Regarding the analysis of the overall death of patients in our study, most of the fatal events were related to the underlying disease. In one case, the progression of PVT into the superior mesenteric vein caused intestinal obstruction, resulting in death. In a large prospective study of 178 patients with PVT, few deaths occurred during follow-up, and the 5-year survival rate was 96% [11]. Moreover, overall 5-year survival rates ranging from 70 to 78% have been reported by a previous study [10]. In the present study, 23.1% of all deaths were caused by fatal GIB events; however, GIB caused only 3% of the deaths in a study of 120 non-cirrhotic patients with PVT [32]. Most patients in our study had cirrhosis, hepatocellular carcinomas, and coagulation disorders, which led to a higher mortality rate. Significantly relevant factors for PVT-related mortality events include the Child–Turcotte–Pugh score, age, and ascites [32]. In partial agreement with the results of previous studies, the univariate analysis performed during the present study confirmed that the Child–Turcotte–Pugh score was related to survival (P = 0.0002). Because multiple variables of the Child–Turcotte–Pugh score may interact with each other during statistical analyses, these variables were analyzed separately in our study. We found that hepatic encephalopathy and ascites were independent predictors of PVT progression in the Cox regression analysis of death. Both hepatic encephalopathy and ascites are important signs of liver failure, which has a high risk for mortality and allows for a more accurate assessment of a patient’s prognosis. In addition, abdominal infections, history of abdominal surgery, and aspartate aminotransferase level > 35 U/L were positively associated with death in the present study. Intra-abdominal infections and surgery pose serious clinical challenges, and may result in wide variety of conditions ranging from uncomplicated cases to fulminant septic shock and multi-organ dysfunction, further increasing the risk of death [26].
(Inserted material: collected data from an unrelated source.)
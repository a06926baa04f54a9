//! Error types for the HTTP clients.

use thiserror::Error;

/// Result type for LLM operations.
pub type Result<T> = std::result::Result<T, LlmError>;

/// Errors from the chat, memory and file clients.
#[derive(Debug, Error)]
pub enum LlmError {
    /// HTTP request failed.
    #[error("HTTP request failed: {0}")]
    HttpError(#[from] reqwest::Error),

    /// Failed to serialize/deserialize data.
    #[error("Serialization error: {0}")]
    SerializationError(String),

    /// API authentication failed.
    #[error("Authentication failed: {0}")]
    AuthenticationError(String),

    /// API key not found in environment.
    #[error("API key not found: {0}")]
    ApiKeyNotFound(String),

    /// Rate limit exceeded.
    #[error("Rate limit exceeded: {0}")]
    RateLimitExceeded(String),

    /// Invalid request parameters.
    #[error("Invalid request: {0}")]
    InvalidRequest(String),

    /// Invalid response from provider.
    #[error("Invalid response: {0}")]
    InvalidResponse(String),

    /// Stream ended abnormally.
    #[error("Stream error: {0}")]
    StreamError(String),

    /// No response, or no streamed data, within the configured timeout.
    #[error("Timed out: {0}")]
    Timeout(String),

    /// Non-success status from the provider.
    #[error("Provider error: {0}")]
    ProviderError(String),

    /// Configuration error.
    #[error("Configuration error: {0}")]
    ConfigError(String),
}

impl LlmError {
    /// Check if this error is retryable.
    pub fn is_retryable(&self) -> bool {
        matches!(
            self,
            LlmError::HttpError(_)
                | LlmError::RateLimitExceeded(_)
                | LlmError::StreamError(_)
                | LlmError::Timeout(_)
        )
    }

    /// Check if this error is due to authentication.
    pub fn is_auth_error(&self) -> bool {
        matches!(
            self,
            LlmError::AuthenticationError(_) | LlmError::ApiKeyNotFound(_)
        )
    }

    /// Map a non-success HTTP status to an error.
    pub(crate) fn from_status(service: &str, status: reqwest::StatusCode, body: String) -> Self {
        match status.as_u16() {
            401 | 403 => LlmError::AuthenticationError(body),
            429 => LlmError::RateLimitExceeded(body),
            400 | 404 | 422 => LlmError::InvalidRequest(format!("{} {}: {}", service, status, body)),
            _ => LlmError::ProviderError(format!("{} API error {}: {}", service, status, body)),
        }
    }
}

impl From<serde_json::Error> for LlmError {
    fn from(err: serde_json::Error) -> Self {
        LlmError::SerializationError(err.to_string())
    }
}
//! Configuration management

pub mod loader;
pub mod schema;

pub use loader::{ConfigLoader, CONFIG_ENV_VAR};
pub use schema::{
    DatabaseConfig, LimitsConfig, LlmConfig, LoggingConfig, MemoryConfig, ModelConfig,
    ThreadlineConfig,
};
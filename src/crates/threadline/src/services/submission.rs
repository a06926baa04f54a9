//! Prompt submission requests and their validation

use crate::config::LimitsConfig;
use crate::error::{Result, ThreadlineError};
use thread_context::Attachment;

/// A prompt as sent by a user, before it is stored
#[derive(Debug, Clone, Default)]
pub struct PromptSubmission {
    pub user_id: String,
    /// Existing conversation; `None` starts a new one
    pub conversation_id: Option<String>,
    pub text: String,
    pub attachments: Vec<Attachment>,
    /// Set when this prompt edits an earlier one
    pub previous_prompt_id: Option<String>,
}

impl PromptSubmission {
    pub fn new(user_id: impl Into<String>, text: impl Into<String>) -> Self {
        Self {
            user_id: user_id.into(),
            text: text.into(),
            ..Default::default()
        }
    }

    pub fn in_conversation(mut self, conversation_id: impl Into<String>) -> Self {
        self.conversation_id = Some(conversation_id.into());
        self
    }

    pub fn with_attachment(mut self, attachment: Attachment) -> Self {
        self.attachments.push(attachment);
        self
    }

    pub fn editing(mut self, previous_prompt_id: impl Into<String>) -> Self {
        self.previous_prompt_id = Some(previous_prompt_id.into());
        self
    }
}

/// Checks submissions against the configured limits
#[derive(Debug, Clone)]
pub struct SubmissionValidator {
    limits: LimitsConfig,
}

impl SubmissionValidator {
    pub fn new(limits: LimitsConfig) -> Self {
        Self { limits }
    }

    pub fn validate(&self, submission: &PromptSubmission) -> Result<()> {
        if submission.user_id.trim().is_empty() {
            return Err(ThreadlineError::Validation("User id is required".to_string()));
        }

        if submission.text.trim().is_empty() && submission.attachments.is_empty() {
            return Err(ThreadlineError::Validation(
                "Prompt needs text or at least one attachment".to_string(),
            ));
        }

        if submission.previous_prompt_id.is_some() && submission.conversation_id.is_none() {
            return Err(ThreadlineError::Validation(
                "An edit must name its conversation".to_string(),
            ));
        }

        if submission.attachments.len() > self.limits.max_attachments {
            return Err(ThreadlineError::Validation(format!(
                "Too many attachments: {} (max {})",
                submission.attachments.len(),
                self.limits.max_attachments
            )));
        }

        for attachment in &submission.attachments {
            for (field, value) in [
                ("file name", &attachment.file_name),
                ("url", &attachment.url),
                ("MIME type", &attachment.mime_type),
            ] {
                if value.trim().is_empty() {
                    return Err(ThreadlineError::Validation(format!(
                        "Attachment is missing its {}",
                        field
                    )));
                }
            }
        }

        let total: u64 = submission
            .attachments
            .iter()
            .fold(0u64, |sum, a| sum.saturating_add(a.file_size));
        if total > self.limits.max_total_attachment_bytes {
            return Err(ThreadlineError::Validation(format!(
                "Attachments total {} bytes (max {})",
                total, self.limits.max_total_attachment_bytes
            )));
        }

        Ok(())
    }
}

impl Default for SubmissionValidator {
    fn default() -> Self {
        Self::new(LimitsConfig::default())
    }
}
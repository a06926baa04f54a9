//! # Threadline - conversation store and chat backend
//!
//! Stores branching conversations (prompt edits, regenerated responses) in
//! SQLite and answers prompts with a model call whose history is rebuilt,
//! enriched with long-term memory facts and trimmed to the model's context
//! window.
//!
//! ## Features
//!
//! - **Append-only turns** - edits and regenerations never overwrite earlier records
//! - **Token-budgeted context** - oldest history is dropped first
//! - **Memory recall** - optional mem0 facts injected before the live prompt
//! - **Layered config** - user, project and explicit TOML files
//! - **CLI** - the `threadline` binary drives every operation
//!
//! ## Quick Start
//!
//! ```rust,no_run
//! use futures::StreamExt;
//! use threadline::{ChatService, ConfigLoader, LazyDatabase, PromptSubmission};
//!
//! # async fn example() -> anyhow::Result<()> {
//! let config = ConfigLoader::new().load().await?;
//! let db = LazyDatabase::new(threadline::init::database_path(&config)?, config.database.max_connections);
//! let service = ChatService::from_config(&config, db)?;
//!
//! let submitted = service
//!     .submit_prompt(PromptSubmission::new("user-1", "Plan a week in Lisbon"))
//!     .await?;
//! let mut generation = service.respond("user-1", &submitted.prompt.id, None).await?;
//! while let Some(event) = generation.events.next().await {
//!     println!("{:?}", event?);
//! }
//! # Ok(())
//! # }
//! ```

pub mod config;
pub mod db;
pub mod error;
pub mod init;
pub mod logging;
pub mod models;
pub mod repositories;
pub mod services;

pub use config::{ConfigLoader, ThreadlineConfig};
pub use db::{Database, LazyDatabase};
pub use error::{Result, ThreadlineError};
pub use models::{Conversation, ConversationHistory, TurnView};
pub use repositories::{ConversationRepository, ResponseRepository, TurnRepository};
pub use services::{
    ChatService, ChatSettings, Generation, GenerationEvent, PromptSubmission, SubmissionValidator,
    SubmittedPrompt, TitleGenerator,
};

/// Version information
pub const VERSION: &str = env!("CARGO_PKG_VERSION");
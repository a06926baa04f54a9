//! Context messages handed to the model call.
//!
//! These are ephemeral: built per request from persisted records and never
//! written back to the store.

use serde::{Deserialize, Serialize};

/// Role of a context message.
#[derive(Debug, Clone, Copy, PartialEq, Eq, Hash, Serialize, Deserialize)]
#[serde(rename_all = "lowercase")]
pub enum Role {
    System,
    User,
    Assistant,
}

impl Role {
    pub fn as_str(&self) -> &'static str {
        match self {
            Self::System => "system",
            Self::User => "user",
            Self::Assistant => "assistant",
        }
    }
}

impl std::fmt::Display for Role {
    fn fmt(&self, f: &mut std::fmt::Formatter<'_>) -> std::fmt::Result {
        write!(f, "{}", self.as_str())
    }
}

/// Payload of a file content part.
#[derive(Debug, Clone, PartialEq, Eq, Serialize, Deserialize)]
#[serde(tag = "kind", content = "value", rename_all = "lowercase")]
pub enum FileData {
    /// Fetched file contents.
    Bytes(Vec<u8>),
    /// Reference the model provider fetches itself.
    Url(String),
}

/// One part of a multi-part message.
#[derive(Debug, Clone, PartialEq, Eq, Serialize, Deserialize)]
#[serde(tag = "type", rename_all = "lowercase")]
pub enum ContentPart {
    Text {
        text: String,
    },
    File {
        name: String,
        mime_type: String,
        data: FileData,
    },
}

impl ContentPart {
    pub fn text(text: impl Into<String>) -> Self {
        Self::Text { text: text.into() }
    }

    pub fn is_text(&self) -> bool {
        matches!(self, Self::Text { .. })
    }
}

/// Message content: plain text or a list of parts.
#[derive(Debug, Clone, PartialEq, Eq, Serialize, Deserialize)]
#[serde(untagged)]
pub enum MessageContent {
    Text(String),
    Parts(Vec<ContentPart>),
}

impl MessageContent {
    /// Text used for token accounting.
    ///
    /// Multi-part content joins its text parts with a single space; file parts
    /// contribute nothing.
    pub fn text_for_counting(&self) -> String {
        match self {
            Self::Text(text) => text.clone(),
            Self::Parts(parts) => parts
                .iter()
                .filter_map(|part| match part {
                    ContentPart::Text { text } => Some(text.as_str()),
                    ContentPart::File { .. } => None,
                })
                .collect::<Vec<_>>()
                .join(" "),
        }
    }

    pub fn as_text(&self) -> Option<&str> {
        match self {
            Self::Text(text) => Some(text),
            Self::Parts(_) => None,
        }
    }

    pub fn parts(&self) -> Option<&[ContentPart]> {
        match self {
            Self::Text(_) => None,
            Self::Parts(parts) => Some(parts),
        }
    }
}

impl From<String> for MessageContent {
    fn from(s: String) -> Self {
        Self::Text(s)
    }
}

impl From<&str> for MessageContent {
    fn from(s: &str) -> Self {
        Self::Text(s.to_string())
    }
}

impl From<Vec<ContentPart>> for MessageContent {
    fn from(parts: Vec<ContentPart>) -> Self {
        Self::Parts(parts)
    }
}

/// A resolved message in model-call order.
#[derive(Debug, Clone, PartialEq, Eq, Serialize, Deserialize)]
pub struct ContextMessage {
    /// Source record id (prompt or response), if the message came from the store.
    #[serde(default, skip_serializing_if = "Option::is_none")]
    pub id: Option<String>,
    pub role: Role,
    pub content: MessageContent,
}

impl ContextMessage {
    pub fn new(role: Role, content: impl Into<MessageContent>) -> Self {
        Self {
            id: None,
            role,
            content: content.into(),
        }
    }

    pub fn system(content: impl Into<MessageContent>) -> Self {
        Self::new(Role::System, content)
    }

    pub fn user(content: impl Into<MessageContent>) -> Self {
        Self::new(Role::User, content)
    }

    pub fn assistant(content: impl Into<MessageContent>) -> Self {
        Self::new(Role::Assistant, content)
    }

    pub fn with_id(mut self, id: impl Into<String>) -> Self {
        self.id = Some(id.into());
        self
    }

    /// Plain text of the message when it is not multi-part.
    pub fn text(&self) -> Option<&str> {
        self.content.as_text()
    }
}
This study had some potential limitations. First, the effectiveness of the data analysis was limited because of the retrospective nature of the study. Additionally, the etiology ratio of PVT was not compared with those reported by other studies to confirm the external implementation performance of the nomograms. Second, some data related to PVT (e.g., portal vein velocity and morphological changes in the thrombus) were not included in this study. Moreover, many patients underwent only one blood or endoscopic examination. Therefore, a dynamic follow-up could not be performed. Future prospective, multicenter, randomized clinical trials with larger sample sizes are needed to corroborate the findings of this study.
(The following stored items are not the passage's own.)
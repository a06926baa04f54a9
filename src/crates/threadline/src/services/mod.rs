//! Services for business logic

pub mod chat_service;
pub mod submission;
pub mod title;

pub use chat_service::{
    ChatService, ChatSettings, Generation, GenerationEvent, GenerationStream, SubmittedPrompt,
};
pub use submission::{PromptSubmission, SubmissionValidator};
pub use title::{clean_title, fallback_title, TitleGenerator};
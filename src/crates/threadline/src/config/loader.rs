//! Configuration loader with layered sources
//!
//! Loads configuration from:
//! 1. Default values
//! 2. User-level config: ~/.threadline/threadline.toml
//! 3. Project-level config: ./.threadline/threadline.toml
//! 4. An explicit file named by `THREADLINE_CONFIG`
//!
//! Later layers override earlier ones key by key; nested tables are merged,
//! arrays and scalars are replaced.

use crate::config::schema::ThreadlineConfig;
use crate::error::{Result, ThreadlineError};
use crate::init::{CONFIG_DIR, CONFIG_FILE};
use std::path::{Path, PathBuf};
use tokio::fs;
use tracing::{debug, info};

/// Environment variable naming an extra config file
pub const CONFIG_ENV_VAR: &str = "THREADLINE_CONFIG";

/// Configuration loader that handles user, project and explicit configs
pub struct ConfigLoader {
    user_config_path: Option<PathBuf>,
    project_config_path: PathBuf,
    explicit_config_path: Option<PathBuf>,
}

impl ConfigLoader {
    /// Create a new config loader for the standard locations
    pub fn new() -> Self {
        Self {
            user_config_path: dirs::home_dir().map(|home| home.join(CONFIG_DIR).join(CONFIG_FILE)),
            project_config_path: PathBuf::from(".").join(CONFIG_DIR).join(CONFIG_FILE),
            explicit_config_path: std::env::var_os(CONFIG_ENV_VAR).map(PathBuf::from),
        }
    }

    /// Use `path` as the highest-priority layer
    pub fn with_explicit_path(mut self, path: impl Into<PathBuf>) -> Self {
        self.explicit_config_path = Some(path.into());
        self
    }

    /// Load configuration from every layer that exists
    ///
    /// Missing files are skipped; a file that exists but does not parse is an error.
    pub async fn load(&self) -> Result<ThreadlineConfig> {
        let mut merged = toml::Value::try_from(ThreadlineConfig::default())
            .map_err(|e| ThreadlineError::Config(format!("Failed to encode defaults: {}", e)))?;
        info!("Loading configuration with defaults");

        let layers = self
            .user_config_path
            .iter()
            .chain(std::iter::once(&self.project_config_path))
            .chain(self.explicit_config_path.iter());

        for path in layers {
            match Self::read_layer(path).await? {
                Some(layer) => {
                    debug!(path = %path.display(), "Merging config layer");
                    merge_values(&mut merged, layer);
                }
                None => debug!(path = %path.display(), "Config layer not found, skipping"),
            }
        }

        let mut config: ThreadlineConfig = merged
            .try_into()
            .map_err(|e| ThreadlineError::Config(format!("Invalid configuration: {}", e)))?;

        config.resolve_env_vars();
        config.validate()?;

        info!("Configuration loaded successfully");
        Ok(config)
    }

    /// Parse one file into a TOML table, or `None` if it does not exist
    async fn read_layer(path: &Path) -> Result<Option<toml::Value>> {
        if !path.exists() {
            return Ok(None);
        }

        let content = fs::read_to_string(path)
            .await
            .map_err(|e| ThreadlineError::Config(format!("Failed to read {}: {}", path.display(), e)))?;

        let value: toml::Value = toml::from_str(&content)
            .map_err(|e| ThreadlineError::Config(format!("Failed to parse {}: {}", path.display(), e)))?;

        Ok(Some(value))
    }

    pub fn user_config_path(&self) -> Option<&Path> {
        self.user_config_path.as_deref()
    }

    pub fn project_config_path(&self) -> &Path {
        &self.project_config_path
    }
}

impl Default for ConfigLoader {
    fn default() -> Self {
        Self::new()
    }
}

/// Recursively overlay `layer` onto `base`
fn merge_values(base: &mut toml::Value, layer: toml::Value) {
    match (base, layer) {
        (toml::Value::Table(base), toml::Value::Table(layer)) => {
            for (key, value) in layer {
                match base.get_mut(&key) {
                    Some(existing) => merge_values(existing, value),
                    None => {
                        base.insert(key, value);
                    }
                }
            }
        }
        (base, layer) => *base = layer,
    }
}
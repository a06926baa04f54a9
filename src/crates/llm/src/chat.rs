//! Streaming chat model abstraction.

use crate::error::Result;
use async_trait::async_trait;
use futures::{Stream, StreamExt};
use std::pin::Pin;
use thread_context::ContextMessage;

/// Incremental text deltas from a model.
///
/// Dropping the stream aborts the underlying request.
pub type TextStream = Pin<Box<dyn Stream<Item = Result<String>> + Send>>;

/// One chat completion request
#[derive(Debug, Clone)]
pub struct ChatRequest {
    pub model: String,
    pub messages: Vec<ContextMessage>,
    pub temperature: Option<f32>,
    pub max_tokens: Option<usize>,
}

impl ChatRequest {
    pub fn new(model: impl Into<String>, messages: Vec<ContextMessage>) -> Self {
        Self {
            model: model.into(),
            messages,
            temperature: None,
            max_tokens: None,
        }
    }

    pub fn with_temperature(mut self, temperature: f32) -> Self {
        self.temperature = Some(temperature);
        self
    }

    pub fn with_max_tokens(mut self, max_tokens: usize) -> Self {
        self.max_tokens = Some(max_tokens);
        self
    }
}

/// A chat model that streams text
#[async_trait]
pub trait ChatModel: Send + Sync {
    /// Start a streaming completion.
    async fn stream_chat(&self, request: ChatRequest) -> Result<TextStream>;

    /// Full completion text.
    async fn complete(&self, request: ChatRequest) -> Result<String> {
        let stream = self.stream_chat(request).await?;
        collect_text(stream).await
    }
}

/// Concatenate a text stream, stopping at the first error.
pub async fn collect_text(mut stream: TextStream) -> Result<String> {
    let mut text = String::new();
    while let Some(delta) = stream.next().await {
        text.push_str(&delta?);
    }
    Ok(text)
}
In conclusion, we developed three easy-to-use nomogram prediction models to evaluate the prognosis and assist with the initiation of early intervention for patients with PVT. Additionally, the results of this study suggested that most patients with PVT should undergo anticoagulation therapy. Furthermore, these findings provided evidence of the benefits and risks of anticoagulation therapy for patients with PVT, which will help clinicians balance the benefit-to-risk ratio of anticoagulation therapy.